The largest disparity in the four public cases was 36 bps, or less than the cost of a cup of coffee at Starbucks each month. None of the companies admitted to discriminating – it’s impossible to admit to something that you don’t control – and it’s safe to assume that these companies settled the claims to forgo a protracted legal battle with a government agency armed with an enormous bank account.
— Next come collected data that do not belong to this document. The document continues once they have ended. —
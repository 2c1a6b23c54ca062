//! Sync pipeline driver
//!
//! One linear pass, no branching and no retry:
//!
//! ```text
//! Start -> WatermarkResolved -> TokenAcquired -> Fetched -> Done
//!                  \________________\_______________\____-> Failed
//! ```
//!
//! The first error ends the run and is returned unchanged.

use crate::db::Storage;
use crate::error::SyncResult;
use crate::secrets::{resolve_credentials, EnvSecretStore, SpotifyCredentials, TomlSecretStore};
use crate::services::{latest_watermark, load, HistoryClient, TokenRefresher};
use rpsync_common::config::{InitialWatermark, TomlConfig};
use rpsync_common::db::play_events_table;
use std::fmt;
use std::path::Path;
use tracing::{error, info};

/// Stage reached by a run
#[derive(Debug, Clone, Copy, PartialEq, Eq)]
pub enum PipelineState {
    Start,
    WatermarkResolved,
    TokenAcquired,
    Fetched,
    Done,
    Failed,
}

impl fmt::Display for PipelineState {
    fn fmt(&self, f: &mut fmt::Formatter<'_>) -> fmt::Result {
        let name = match self {
            PipelineState::Start => "start",
            PipelineState::WatermarkResolved => "watermark_resolved",
            PipelineState::TokenAcquired => "token_acquired",
            PipelineState::Fetched => "fetched",
            PipelineState::Done => "done",
            PipelineState::Failed => "failed",
        };
        f.write_str(name)
    }
}

/// Outcome of a successful run
#[derive(Debug, Clone, PartialEq, Eq)]
pub struct SyncReport {
    /// Cursor sent to the history endpoint
    pub watermark_ms: i64,
    /// Records returned by the history endpoint
    pub fetched: usize,
    /// Rows committed
    pub inserted: u64,
}

/// The stages of one sync pass, wired together
pub struct Pipeline {
    storage: Storage,
    refresher: TokenRefresher,
    history: HistoryClient,
    initial_watermark: InitialWatermark,
}

impl Pipeline {
    pub fn new(
        storage: Storage,
        refresher: TokenRefresher,
        history: HistoryClient,
        initial_watermark: InitialWatermark,
    ) -> Self {
        Self {
            storage,
            refresher,
            history,
            initial_watermark,
        }
    }

    /// Open the database and build the HTTP clients from config
    ///
    /// Creates the table if it does not exist yet.
    pub async fn from_config(config: &TomlConfig, db_path: &Path) -> SyncResult<Self> {
        let refresher = TokenRefresher::new(config.spotify.token_url.clone())?;
        let history = HistoryClient::new(&config.spotify.api_base_url, config.sync.fetch_error_policy)?;

        let storage = Storage::open(db_path, play_events_table(config.sync.deduplicate)).await?;
        if let Err(e) = storage.ensure_schema().await {
            storage.close().await;
            return Err(e.into());
        }

        Ok(Self::new(
            storage,
            refresher,
            history,
            config.sync.initial_watermark,
        ))
    }

    pub fn storage(&self) -> &Storage {
        &self.storage
    }

    /// Run one pass with already-resolved credentials
    pub async fn run(&self, credentials: &SpotifyCredentials) -> SyncResult<SyncReport> {
        let mut state = PipelineState::Start;

        let outcome = self.run_stages(credentials, &mut state).await;

        match &outcome {
            Ok(report) => info!(
                state = %PipelineState::Done,
                watermark = report.watermark_ms,
                fetched = report.fetched,
                inserted = report.inserted,
                "Sync run complete"
            ),
            Err(e) => error!(
                state = %PipelineState::Failed,
                reached = %state,
                error = %e,
                "Sync run failed"
            ),
        }

        outcome
    }

    async fn run_stages(
        &self,
        credentials: &SpotifyCredentials,
        state: &mut PipelineState,
    ) -> SyncResult<SyncReport> {
        let watermark_ms = latest_watermark(&self.storage, self.initial_watermark).await?;
        advance(state, PipelineState::WatermarkResolved);

        let access_token = self
            .refresher
            .refresh(
                &credentials.client_id,
                &credentials.client_secret,
                &credentials.refresh_token,
            )
            .await?;
        advance(state, PipelineState::TokenAcquired);

        let records = self.history.fetch_since(&access_token, watermark_ms).await?;
        advance(state, PipelineState::Fetched);

        let inserted = load(&self.storage, &records).await?;

        Ok(SyncReport {
            watermark_ms,
            fetched: records.len(),
            inserted,
        })
    }

    /// Release the database
    pub async fn close(self) {
        self.storage.close().await;
    }
}

fn advance(state: &mut PipelineState, next: PipelineState) {
    info!(from = %state, to = %next, "Pipeline state");
    *state = next;
}

/// Resolve secrets, run one pass, close the database
///
/// Secrets come from the environment first, then the TOML `[spotify]` table.
pub async fn sync_once(config: &TomlConfig, db_path: &Path) -> SyncResult<SyncReport> {
    let env_store = EnvSecretStore;
    let toml_store = TomlSecretStore::new(&config.spotify);
    let credentials = resolve_credentials(&[&env_store, &toml_store])?;

    let pipeline = Pipeline::from_config(config, db_path).await?;
    let outcome = pipeline.run(&credentials).await;
    pipeline.close().await;

    outcome
}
One can argue the merits of the government’s case against the auto finance industry. In fact, the CFPB’s own documents reveal that its attorneys felt that there was a significant litigation risk in the Ally case that might not go well for them (the documents further reveal that the CFPB felt it could go forward because it had leverage over Ally, which needed government approval to obtain financial holding company status – a designation necessary for it to continue two unrelated lines of business). That risk has only been exacerbated by a recent Supreme Court decision that placed substantial limits on the disparate impact theory, and a scathing report from the Republican staff of the House of Representative’s Committee on Financial Services that exposed in detail the flaws with the BISG proxy method for determining race (not to mention the Committee’s publication of thousands of internal CFPB documents outlining the CFPB’s efforts to upend the auto finance market).

A brave finance source that chose to fight the CFPB’s discrimination allegations might very well prevail, sounding the death knell for the disparate impact theory in auto finance. The question is whether it’s prudent to wage the battle when you might create a war with your regulator for years to come.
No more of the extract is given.